Он поцеловал меня, но это не было милым поцелуем. Это ход, призванный закрепить сделку, пометить меня, заклеймить меня своим именем. Я отстранилась от него, и он ненадолго остановился, чтобы выключить конфорку, смотря на меня, пока мое сердце билось с бешеной скоростью, а едва могла дышать.
— Вот, что случилось, Бернадетт. Мы встретились обсудить твою цену. Они были против меня. Они требовали, чтобы мы поручили тебе какое-то дерьмо, надуманная цена, какие-то глупости, — он снова посмеялся, и это было похоже на злодея, претендующего на сердце принцесс. Как Каллум. Ни один из этих парней не были принцами, даже Аарон. — Мы могли… нет, нет… — он потирает подбородок, татуировка Хавок на его костяшка заставляет меня дрожать. Ни одна часть меня не верит, что я освобожусь от необходимости вживлять эту метку в кожу. — Мы бы сделали все, о чем бы ты нас попросила, а потом освободили бы тебя.
— Какого хрена, Вик? — спросила я, шагая назад, пока мое тело не прижалось к холодильнику. Я не боюсь его, и близко нет. Я борюсь с желанием наброситься на него, разорвать его футболку, расстегнуть штаны и высвободить его член. Он не может знать, что я чувствую, ни за что.
— Но не я, — снова повторил он, переставая смотреть прямо мне в лицо. В его выражении лица нет признаков веселья, это не шутка. — Я хотел тебя здесь. Моя любовь эгоистична, Бернадетт.
— Любовь? — спросила я, но Виктор только улыбался мне. Нельзя так долго отрицать реальность, чтобы она не укусила тебя потом за задницу.
— Я — эгоист, — сказал он, вздыхая и направляясь вперед. Он остановился в двух шагах от меня. — Я мог бы тебя отпустить, но вместо этого хотел тебя здесь, укутанной Хавок. Укутанной мной, — он повернулся и пошел к входной двери. Я пыталась сказать ногам оставаться на месте, но, в конце концов, карабкалась в углу, когда он схватил ручку двери, а потом остановился и оглянулся через плечо. — Так вперед. Трахай Аарона, если хочешь.

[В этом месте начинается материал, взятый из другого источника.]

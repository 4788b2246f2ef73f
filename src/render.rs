use crate::sim::{Particle, Vec3};
use crossterm::{
    cursor, queue,
    style::{Color, Print, SetForegroundColor},
};
use std::io::{self, Write};

// Braille cell is 2x4 subpixels
pub(crate) const SUB_W: usize = 2;
pub(crate) const SUB_H: usize = 4;

// Projection scale: attractor units -> subpixels
pub(crate) const SCALE: f64 = 5.0;

// Per-frame partial clear; the terminal analogue of a 0.1-alpha black fill.
pub(crate) const TRAIL_FADE: f32 = 0.9;

const STROKE_DEPOSIT: f32 = 1.0;
const INTENSITY_CAP: f32 = 1.6;
const DOT_THRESHOLD: f32 = 0.10;
const MAX_STROKE_STEPS: i32 = 256;

#[derive(Clone, Copy, Debug, PartialEq)]
pub(crate) struct ScreenPoint {
    pub(crate) x: f64,
    pub(crate) y: f64,
}

/// One 3-D position mapped into the three orthographic planes, each offset
/// to its own screen region: XY lower-left, XZ bottom-centre, YZ lower-right.
/// The vertical axis is negated to convert math-up to screen-down.
#[derive(Clone, Copy, Debug, PartialEq)]
pub(crate) struct PlanePoints {
    pub(crate) xz: ScreenPoint,
    pub(crate) xy: ScreenPoint,
    pub(crate) yz: ScreenPoint,
}

pub(crate) fn project(p: Vec3, w: f64, h: f64, scale: f64) -> PlanePoints {
    PlanePoints {
        xz: ScreenPoint {
            x: p.x * scale + w / 2.0,
            y: -p.z * scale + h - h / 3.0,
        },
        xy: ScreenPoint {
            x: p.x * scale + w / 4.0,
            y: -p.y * scale + h / 2.0,
        },
        yz: ScreenPoint {
            x: p.y * scale + w - w / 4.0,
            y: -p.z * scale + h - h / 3.0,
        },
    }
}

/// Subpixel drawing surface with per-frame decay. Intensity fades toward
/// zero; hue is overwritten wherever a stroke lands (last stroke wins).
pub(crate) struct TrailCanvas {
    pub(crate) w: usize,
    pub(crate) h: usize,
    pub(crate) intensity: Vec<f32>,
    pub(crate) hue: Vec<f32>,
}

impl TrailCanvas {
    pub(crate) fn new(w: usize, h: usize) -> Self {
        Self {
            w,
            h,
            intensity: vec![0.0; w * h],
            hue: vec![0.0; w * h],
        }
    }

    pub(crate) fn resize(&mut self, w: usize, h: usize) {
        self.w = w;
        self.h = h;
        self.intensity.clear();
        self.intensity.resize(w * h, 0.0);
        self.hue.clear();
        self.hue.resize(w * h, 0.0);
    }

    pub(crate) fn fade(&mut self) {
        for v in self.intensity.iter_mut() {
            *v *= TRAIL_FADE;
        }
    }

    /// Stroke a hairline segment by sampling points along it. Non-finite
    /// endpoints and out-of-bounds samples deposit nothing.
    pub(crate) fn stroke_segment(&mut self, a: ScreenPoint, b: ScreenPoint, hue: f32) {
        if !(a.x.is_finite() && a.y.is_finite() && b.x.is_finite() && b.y.is_finite()) {
            return;
        }
        let dx = b.x - a.x;
        let dy = b.y - a.y;
        let dist = (dx * dx + dy * dy).sqrt();
        let steps = (dist.ceil() as i32).clamp(1, MAX_STROKE_STEPS);

        for i in 0..=steps {
            let t = i as f64 / steps as f64;
            let x = (a.x + dx * t).round();
            let y = (a.y + dy * t).round();
            if x < 0.0 || y < 0.0 || x >= self.w as f64 || y >= self.h as f64 {
                continue;
            }
            let at = y as usize * self.w + x as usize;
            self.intensity[at] = (self.intensity[at] + STROKE_DEPOSIT).min(INTENSITY_CAP);
            self.hue[at] = hue;
        }
    }
}

/// Project current and previous position and stroke one segment per plane.
/// A particle that has not yet integrated has no previous position and
/// draws nothing.
pub(crate) fn draw_particle(canvas: &mut TrailCanvas, p: &Particle, scale: f64) {
    let Some(prev) = p.previous_position else {
        return;
    };
    let (w, h) = (canvas.w as f64, canvas.h as f64);
    let cur = project(p.position, w, h, scale);
    let old = project(prev, w, h, scale);
    canvas.stroke_segment(old.xz, cur.xz, p.hue);
    canvas.stroke_segment(old.xy, cur.xy, p.hue);
    canvas.stroke_segment(old.yz, cur.yz, p.hue);
}

#[derive(Clone, Copy, Debug, PartialEq)]
pub(crate) struct Rgb {
    pub(crate) r: u8,
    pub(crate) g: u8,
    pub(crate) b: u8,
}

pub(crate) fn hsv_to_rgb(h: f32, s: f32, v: f32) -> Rgb {
    // h: 0..1
    let h = (h.fract() + 1.0).fract() * 6.0;
    let i = h.floor() as i32;
    let f = h - i as f32;
    let p = v * (1.0 - s);
    let q = v * (1.0 - s * f);
    let t = v * (1.0 - s * (1.0 - f));
    let (r, g, b) = match i.rem_euclid(6) {
        0 => (v, t, p),
        1 => (q, v, p),
        2 => (p, v, t),
        3 => (p, q, v),
        4 => (t, p, v),
        _ => (v, p, q),
    };
    Rgb {
        r: (r.clamp(0.0, 1.0) * 255.0) as u8,
        g: (g.clamp(0.0, 1.0) * 255.0) as u8,
        b: (b.clamp(0.0, 1.0) * 255.0) as u8,
    }
}

fn dot_bit(dx: usize, dy: usize) -> u8 {
    match (dx, dy) {
        (0, 0) => 0x01,
        (0, 1) => 0x02,
        (0, 2) => 0x04,
        (0, 3) => 0x40,
        (1, 0) => 0x08,
        (1, 1) => 0x10,
        (1, 2) => 0x20,
        (1, 3) => 0x80,
        _ => 0,
    }
}

fn braille_char(mask: u8) -> char {
    // Unicode braille block starts at 0x2800
    char::from_u32(0x2800 + mask as u32).unwrap_or(' ')
}

/// Cell-level presenter with diff-based drawing: only cells whose braille
/// mask or color changed since the last frame are re-queued.
pub(crate) struct CellGrid {
    w_cells: usize,
    h_cells: usize,
    prev_mask: Vec<u8>,
    prev_color: Vec<Rgb>,
}

impl CellGrid {
    pub(crate) fn new(w_cells: usize, h_cells: usize) -> Self {
        Self {
            w_cells,
            h_cells,
            prev_mask: vec![0; w_cells * h_cells],
            prev_color: vec![Rgb { r: 0, g: 0, b: 0 }; w_cells * h_cells],
        }
    }

    pub(crate) fn resize(&mut self, w_cells: usize, h_cells: usize) {
        self.w_cells = w_cells;
        self.h_cells = h_cells;
        let cells = w_cells * h_cells;
        self.prev_mask.clear();
        self.prev_mask.resize(cells, 0);
        self.prev_color.clear();
        self.prev_color.resize(cells, Rgb { r: 0, g: 0, b: 0 });
    }

    pub(crate) fn draw<W: Write>(&mut self, out: &mut W, canvas: &TrailCanvas) -> io::Result<()> {
        for cy in 0..self.h_cells {
            for cx in 0..self.w_cells {
                let cell_i = cy * self.w_cells + cx;
                let sx0 = cx * SUB_W;
                let sy0 = cy * SUB_H;

                let mut mask: u8 = 0;
                let mut peak = 0.0f32;
                let mut peak_hue = 0.0f32;

                for dy in 0..SUB_H {
                    for dx in 0..SUB_W {
                        let sx = sx0 + dx;
                        let sy = sy0 + dy;
                        if sx >= canvas.w || sy >= canvas.h {
                            continue;
                        }
                        let v = canvas.intensity[sy * canvas.w + sx];
                        if v > peak {
                            peak = v;
                            peak_hue = canvas.hue[sy * canvas.w + sx];
                        }
                        if v > DOT_THRESHOLD {
                            mask |= dot_bit(dx, dy);
                        }
                    }
                }

                let (ch, rgb) = if mask == 0 {
                    (' ', Rgb { r: 0, g: 0, b: 0 })
                } else {
                    // hsl(hue,100%,50%) is hsv(hue,1,1); value dims as the
                    // trail fades
                    (
                        braille_char(mask),
                        hsv_to_rgb(peak_hue / 360.0, 1.0, peak.clamp(0.0, 1.0)),
                    )
                };

                if self.prev_mask[cell_i] == mask && self.prev_color[cell_i] == rgb {
                    continue;
                }
                self.prev_mask[cell_i] = mask;
                self.prev_color[cell_i] = rgb;

                queue!(
                    out,
                    cursor::MoveTo(cx as u16, cy as u16),
                    SetForegroundColor(Color::Rgb {
                        r: rgb.r,
                        g: rgb.g,
                        b: rgb.b
                    }),
                    Print(ch)
                )?;
            }
        }
        Ok(())
    }
}

#[cfg(test)]
mod tests {
    use super::*;
    use crate::sim::LorenzParams;

    fn pt(x: f64, y: f64) -> ScreenPoint {
        ScreenPoint { x, y }
    }

    #[test]
    fn origin_projects_to_the_three_plane_anchors() {
        let p = project(
            Vec3 {
                x: 0.0,
                y: 0.0,
                z: 0.0,
            },
            800.0,
            600.0,
            SCALE,
        );
        assert_eq!(p.xz, pt(400.0, 400.0));
        assert_eq!(p.xy, pt(200.0, 300.0));
        assert_eq!(p.yz, pt(600.0, 400.0));
    }

    #[test]
    fn projection_is_pure_and_collapses_identical_points() {
        let v = Vec3 {
            x: 3.5,
            y: -2.0,
            z: 20.0,
        };
        let a = project(v, 800.0, 600.0, SCALE);
        let b = project(v, 800.0, 600.0, SCALE);
        assert_eq!(a, b);
        assert_eq!(a.xz, pt(3.5 * 5.0 + 400.0, -100.0 + 400.0));
        assert_eq!(a.xy, pt(3.5 * 5.0 + 200.0, 10.0 + 300.0));
        assert_eq!(a.yz, pt(-10.0 + 600.0, -100.0 + 400.0));
    }

    #[test]
    fn fresh_particle_draws_nothing() {
        let mut canvas = TrailCanvas::new(64, 64);
        let p = Particle::new(
            Vec3 {
                x: 1.0,
                y: 1.0,
                z: 1.0,
            },
            120.0,
        );
        draw_particle(&mut canvas, &p, SCALE);
        assert!(canvas.intensity.iter().all(|&v| v == 0.0));
    }

    #[test]
    fn stepped_particle_strokes_into_the_canvas() {
        let mut canvas = TrailCanvas::new(240, 120);
        let params = LorenzParams::default();
        let mut p = Particle::new(
            Vec3 {
                x: 1.0,
                y: 1.0,
                z: 1.0,
            },
            200.0,
        );
        p.step(&params);
        draw_particle(&mut canvas, &p, SCALE);
        assert!(canvas.intensity.iter().any(|&v| v > 0.0));
    }

    #[test]
    fn non_finite_segments_deposit_nothing() {
        let mut canvas = TrailCanvas::new(32, 32);
        canvas.stroke_segment(pt(f64::NAN, 4.0), pt(8.0, 8.0), 0.0);
        canvas.stroke_segment(pt(4.0, 4.0), pt(f64::INFINITY, 8.0), 0.0);
        assert!(canvas.intensity.iter().all(|&v| v == 0.0));
    }

    #[test]
    fn out_of_bounds_segments_deposit_nothing() {
        let mut canvas = TrailCanvas::new(32, 32);
        canvas.stroke_segment(pt(-50.0, -50.0), pt(-40.0, -40.0), 0.0);
        canvas.stroke_segment(pt(100.0, 100.0), pt(120.0, 120.0), 0.0);
        assert!(canvas.intensity.iter().all(|&v| v == 0.0));
    }

    #[test]
    fn fade_scales_intensity_by_the_trail_factor() {
        let mut canvas = TrailCanvas::new(16, 16);
        canvas.stroke_segment(pt(4.0, 4.0), pt(9.0, 4.0), 0.0);
        let before = canvas.intensity.clone();
        canvas.fade();
        for (b, a) in before.iter().zip(canvas.intensity.iter()) {
            assert!((a - b * TRAIL_FADE).abs() < 1e-6);
        }
    }

    #[test]
    fn hsv_matches_full_saturation_primaries() {
        assert_eq!(hsv_to_rgb(0.0, 1.0, 1.0), Rgb { r: 255, g: 0, b: 0 });
        let g = hsv_to_rgb(1.0 / 3.0, 1.0, 1.0);
        assert_eq!(g.g, 255);
        assert!(g.r < 10 && g.b < 10);
    }

    #[test]
    fn cell_draw_is_diff_based() {
        let mut canvas = TrailCanvas::new(8, 8);
        let mut cells = CellGrid::new(4, 2);
        canvas.stroke_segment(pt(1.0, 1.0), pt(5.0, 5.0), 90.0);

        let mut first = Vec::new();
        cells.draw(&mut first, &canvas).unwrap();
        assert!(!first.is_empty());

        let mut second = Vec::new();
        cells.draw(&mut second, &canvas).unwrap();
        assert!(second.is_empty());
    }
}
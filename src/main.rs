mod app;
mod config;
mod render;
mod sim;

use anyhow::Result;

fn main() -> Result<()> {
    let cfg = config::parse_args();
    app::run(cfg)
}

Я уверен, для тебя он — лучший вариант, чем я, — Виктор открыл дверь, а потом снова остановился, словно подумал о чем-то. — Возможно лучше, но не как я. Никто не будет любить тебя так, как я, Бернадетт Блэкберд.
Виктор вышел за дверь, хлопая ею за собой.
Я подождала около трех ударов сердца прежде, чем повернуться и ударить кулаком об стену. Это оставило трещину на стене, а мои костяшки были в крови, но мне было наплевать. Лучше так, чем то, что я действительно хотела сейчас: убить Виктора-мать его Чаннинга.
— Ты имела в виду то, что сказала? — мягко сказал Аарон, напугав меня до чертиков. Прижимая окровавленную руку к груди, я повернулась, чтобы посмотреть на него. Теперь он сидел, его правое плечо все еще было перевязано, его зелено-золотые глаза стали темными от эмоций. — Что ты любишь меня?
— Любовь — не все, Аарон, — пошутила я, чувствуя себя раненой.
Они все хотели этого для тебя. Как он посмел? Как он, блять, посмел? Виктор втянул меня в этот беспорядок, потому что хотел меня? Насколько это неправильно?